**YOUR TASK**
Say how many lines of these entries include the word "crate", and answer with the number alone.

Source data
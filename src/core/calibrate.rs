use crate::io::{DnArray, ProductContainer};
use crate::types::{PhysicalArray, SgliError, SgliResult};
use ndarray::Array2;
use num_traits::AsPrimitive;

/// Physical meaning of an extracted band
#[derive(Debug, Clone, Copy, PartialEq, Eq)]
pub enum BandKind {
    /// Top-of-atmosphere radiance
    Radiance,
    /// Reflectance derived from the same DNs as a radiance band
    Reflectance,
    /// Level-2 geophysical quantity (Rrs, Chla, ...)
    Geophysical,
    /// Stored value reported as-is
    Raw,
}

/// How stored DNs map to the physical value, naming the attributes that hold
/// the coefficients
#[derive(Debug, Clone, Copy, PartialEq, Eq)]
pub enum ScaleEncoding {
    /// DN reported unchanged
    Identity,
    /// `dn * slope + offset`, both attributes mandatory
    Linear {
        slope: &'static str,
        offset: &'static str,
    },
    /// `dn * slope + offset`, attributes default to 1 and 0 when absent
    OptionalLinear {
        slope: &'static str,
        offset: &'static str,
    },
    /// Decode with the nominal pair, undo it, then apply the reflectance pair
    Rescaled {
        nominal_slope: &'static str,
        nominal_offset: &'static str,
        slope: &'static str,
        offset: &'static str,
    },
}

/// Attribute names declaring which DNs are invalid
#[derive(Debug, Clone, Copy, PartialEq, Eq)]
pub struct ValidityAttributes {
    pub error_dn: &'static str,
    pub max_valid_dn: &'static str,
    pub min_valid_dn: &'static str,
    /// Missing attributes are an error rather than "no check"
    pub required: bool,
}

impl ValidityAttributes {
    /// `Error_DN` / `Maximum_valid_DN` / `Minimum_valid_DN` of G-Portal products
    pub const fn gportal(required: bool) -> Self {
        Self {
            error_dn: "Error_DN",
            max_valid_dn: "Maximum_valid_DN",
            min_valid_dn: "Minimum_valid_DN",
            required,
        }
    }

    /// JASMES NetCDF variables flag missing data with `_FillValue`
    pub const fn jasmes() -> Self {
        Self {
            error_dn: "_FillValue",
            max_valid_dn: "Maximum_valid_DN",
            min_valid_dn: "Minimum_valid_DN",
            required: false,
        }
    }
}

/// One extractable quantity of a product family
#[derive(Debug, Clone, PartialEq)]
pub struct BandDescriptor {
    /// Output field name in the pixel record
    pub field: String,
    /// Source array path inside the container
    pub source: String,
    pub kind: BandKind,
    pub encoding: ScaleEncoding,
    /// Attribute holding a bitmask applied to DNs before scaling
    pub mask: Option<&'static str>,
    pub validity: Option<ValidityAttributes>,
}

impl BandDescriptor {
    pub fn new(field: impl Into<String>, source: impl Into<String>, kind: BandKind, encoding: ScaleEncoding) -> Self {
        Self {
            field: field.into(),
            source: source.into(),
            kind,
            encoding,
            mask: None,
            validity: None,
        }
    }

    pub fn with_mask(mut self, attribute: &'static str) -> Self {
        self.mask = Some(attribute);
        self
    }

    pub fn with_validity(mut self, validity: ValidityAttributes) -> Self {
        self.validity = Some(validity);
        self
    }
}

/// Resolved linear scaling
#[derive(Debug, Clone, Copy, PartialEq)]
pub enum Scale {
    Identity,
    Linear {
        slope: f32,
        offset: f32,
    },
    Rescaled {
        nominal_slope: f32,
        nominal_offset: f32,
        slope: f32,
        offset: f32,
    },
}

impl Scale {
    pub fn apply(&self, dn: f32) -> f32 {
        match *self {
            Scale::Identity => dn,
            Scale::Linear { slope, offset } => dn * slope + offset,
            Scale::Rescaled {
                nominal_slope,
                nominal_offset,
                slope,
                offset,
            } => {
                let nominal = dn * nominal_slope + nominal_offset;
                let recovered = (nominal - nominal_offset) / nominal_slope;
                recovered * slope + offset
            }
        }
    }
}

/// Calibration coefficients of one band read from product metadata
#[derive(Debug, Clone, Copy, PartialEq)]
pub struct CalibrationParams {
    pub mask: Option<i64>,
    pub error_dn: Option<f64>,
    pub max_valid_dn: Option<f64>,
    pub min_valid_dn: Option<f64>,
    pub scale: Scale,
}

impl Default for CalibrationParams {
    fn default() -> Self {
        Self {
            mask: None,
            error_dn: None,
            max_valid_dn: None,
            min_valid_dn: None,
            scale: Scale::Identity,
        }
    }
}

impl CalibrationParams {
    pub fn linear(slope: f32, offset: f32) -> Self {
        Self {
            scale: Scale::Linear { slope, offset },
            ..Self::default()
        }
    }

    /// Read the coefficients a descriptor names from its source array
    pub fn resolve<C: ProductContainer + ?Sized>(container: &C, band: &BandDescriptor) -> SgliResult<Self> {
        let path = band.source.as_str();

        let mask = match band.mask {
            Some(name) => Some(container.required_scalar(path, name)? as i64),
            None => None,
        };

        let (error_dn, max_valid_dn, min_valid_dn) = match band.validity {
            Some(v) if v.required => (
                Some(container.required_scalar(path, v.error_dn)?),
                Some(container.required_scalar(path, v.max_valid_dn)?),
                Some(container.required_scalar(path, v.min_valid_dn)?),
            ),
            Some(v) => (
                container.attribute_scalar(path, v.error_dn)?,
                container.attribute_scalar(path, v.max_valid_dn)?,
                container.attribute_scalar(path, v.min_valid_dn)?,
            ),
            None => (None, None, None),
        };

        let scale = match band.encoding {
            ScaleEncoding::Identity => Scale::Identity,
            ScaleEncoding::Linear { slope, offset } => Scale::Linear {
                slope: container.required_scalar(path, slope)? as f32,
                offset: container.required_scalar(path, offset)? as f32,
            },
            ScaleEncoding::OptionalLinear { slope, offset } => Scale::Linear {
                slope: container.attribute_scalar(path, slope)?.unwrap_or(1.0) as f32,
                offset: container.attribute_scalar(path, offset)?.unwrap_or(0.0) as f32,
            },
            ScaleEncoding::Rescaled {
                nominal_slope,
                nominal_offset,
                slope,
                offset,
            } => Scale::Rescaled {
                nominal_slope: container.attribute_scalar(path, nominal_slope)?.unwrap_or(1.0) as f32,
                nominal_offset: container.attribute_scalar(path, nominal_offset)?.unwrap_or(0.0) as f32,
                slope: container.required_scalar(path, slope)? as f32,
                offset: container.required_scalar(path, offset)? as f32,
            },
        };

        log::debug!("Resolved calibration for {} ({}): {:?}", band.field, path, scale);

        Ok(Self {
            mask,
            error_dn,
            max_valid_dn,
            min_valid_dn,
            scale,
        })
    }

    /// Sentinel and valid-range checks on the stored DN; NaN never matches
    pub fn is_invalid(&self, dn: f64) -> bool {
        self.error_dn.map_or(false, |e| dn == e)
            || self.max_valid_dn.map_or(false, |max| dn > max)
            || self.min_valid_dn.map_or(false, |min| dn < min)
    }

    fn masked(&self, dn: f64) -> f32 {
        match self.mask {
            Some(mask) if dn.is_finite() => ((dn as i64) & mask) as f32,
            _ => dn as f32,
        }
    }

    /// Calibrate one DN, NaN when declared invalid
    pub fn apply(&self, dn: f64) -> f32 {
        if self.is_invalid(dn) {
            return f32::NAN;
        }
        self.scale.apply(self.masked(dn))
    }
}

fn calibrate_typed<T: AsPrimitive<f64>>(raw: &Array2<T>, params: &CalibrationParams) -> PhysicalArray {
    raw.mapv(|dn| params.apply(dn.as_()))
}

/// Calibrate a whole DN array, shape preserved
pub fn calibrate(raw: &DnArray, params: &CalibrationParams) -> PhysicalArray {
    match raw {
        DnArray::U8(a) => calibrate_typed(a, params),
        DnArray::U16(a) => calibrate_typed(a, params),
        DnArray::I16(a) => calibrate_typed(a, params),
        DnArray::U32(a) => calibrate_typed(a, params),
        DnArray::I32(a) => calibrate_typed(a, params),
        DnArray::F32(a) => calibrate_typed(a, params),
        DnArray::F64(a) => calibrate_typed(a, params),
    }
}

/// Calibrates the bands of one opened product
pub struct CalibrationProcessor<'a, C: ProductContainer + ?Sized> {
    container: &'a C,
}

impl<'a, C: ProductContainer + ?Sized> CalibrationProcessor<'a, C> {
    pub fn new(container: &'a C) -> Self {
        Self { container }
    }

    /// Calibrated value of `band` at (row, col)
    pub fn calibrate_pixel(&self, band: &BandDescriptor, row: usize, col: usize) -> SgliResult<f32> {
        let dn = self
            .container
            .read_pixel(&band.source, row, col)?
            .ok_or_else(|| {
                SgliError::CorruptProduct(format!("pixel [{}, {}] outside {}", row, col, band.source))
            })?;
        let params = CalibrationParams::resolve(self.container, band)?;
        Ok(params.apply(dn))
    }
}

#[cfg(test)]
mod tests {
    use super::*;
    use crate::io::MemoryContainer;
    use ndarray::array;

    fn l1b_radiance() -> BandDescriptor {
        BandDescriptor::new(
            "Lt01",
            "Image_data/Lt_VN01",
            BandKind::Radiance,
            ScaleEncoding::Linear {
                slope: "Slope",
                offset: "Offset",
            },
        )
        .with_mask("Mask")
        .with_validity(ValidityAttributes::gportal(true))
    }

    #[test]
    fn test_error_sentinel_is_nan() {
        let params = CalibrationParams {
            error_dn: Some(65535.0),
            ..CalibrationParams::linear(0.02, -5.0)
        };
        assert!(params.apply(65535.0).is_nan());
        assert!((params.apply(100.0) - (-3.0)).abs() < 1e-6);
    }

    #[test]
    fn test_valid_range_tolerates_nan() {
        let params = CalibrationParams {
            max_valid_dn: Some(1000.0),
            min_valid_dn: Some(10.0),
            ..CalibrationParams::linear(1.0, 0.0)
        };
        assert!(params.apply(1001.0).is_nan());
        assert!(params.apply(9.0).is_nan());
        assert_eq!(params.apply(10.0), 10.0);
        assert!(!params.is_invalid(f64::NAN));
    }

    #[test]
    fn test_mask_applied_before_scaling() {
        let params = CalibrationParams {
            mask: Some(0x3FFF),
            ..CalibrationParams::linear(2.0, 1.0)
        };
        // 0xC005 & 0x3FFF == 5
        assert_eq!(params.apply(0xC005 as f64), 11.0);
    }

    #[test]
    fn test_rescaled_two_stage_decode() {
        let scale = Scale::Rescaled {
            nominal_slope: 0.5,
            nominal_offset: 10.0,
            slope: 0.25,
            offset: -1.0,
        };
        assert!((scale.apply(8.0) - 1.0).abs() < 1e-6);
    }

    #[test]
    fn test_whole_array_calibration() {
        let raw = DnArray::from(array![[0u16, 10], [65535, 20]]);
        let params = CalibrationParams {
            error_dn: Some(65535.0),
            ..CalibrationParams::linear(0.5, 1.0)
        };
        let out = calibrate(&raw, &params);
        assert_eq!(out.dim(), (2, 2));
        assert_eq!(out[[0, 1]], 6.0);
        assert!(out[[1, 0]].is_nan());
    }

    #[test]
    fn test_resolve_missing_required_attribute() {
        let container = MemoryContainer::new()
            .with_array("Image_data/Lt_VN01", array![[1u16]])
            .with_attribute("Image_data/Lt_VN01", "Slope", 0.1)
            .with_attribute("Image_data/Lt_VN01", "Offset", 0.0)
            .with_attribute("Image_data/Lt_VN01", "Mask", 16383.0);
        let result = CalibrationParams::resolve(&container, &l1b_radiance());
        assert!(matches!(result, Err(SgliError::BandNotFound { .. })));
    }

    #[test]
    fn test_processor_calibrates_pixel() {
        let container = MemoryContainer::new()
            .with_array("Image_data/Lt_VN01", array![[100u16, 65535]])
            .with_attribute("Image_data/Lt_VN01", "Slope", 0.5)
            .with_attribute("Image_data/Lt_VN01", "Offset", 2.0)
            .with_attribute("Image_data/Lt_VN01", "Mask", 16383.0)
            .with_attribute("Image_data/Lt_VN01", "Error_DN", 65535.0)
            .with_attribute("Image_data/Lt_VN01", "Maximum_valid_DN", 16383.0)
            .with_attribute("Image_data/Lt_VN01", "Minimum_valid_DN", 0.0);

        let processor = CalibrationProcessor::new(&container);
        let band = l1b_radiance();
        assert_eq!(processor.calibrate_pixel(&band, 0, 0).unwrap(), 52.0);
        assert!(processor.calibrate_pixel(&band, 0, 1).unwrap().is_nan());
        assert!(matches!(
            processor.calibrate_pixel(&band, 3, 0),
            Err(SgliError::CorruptProduct(_))
        ));
    }
}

**REPLY TO THE EXERCISE**
3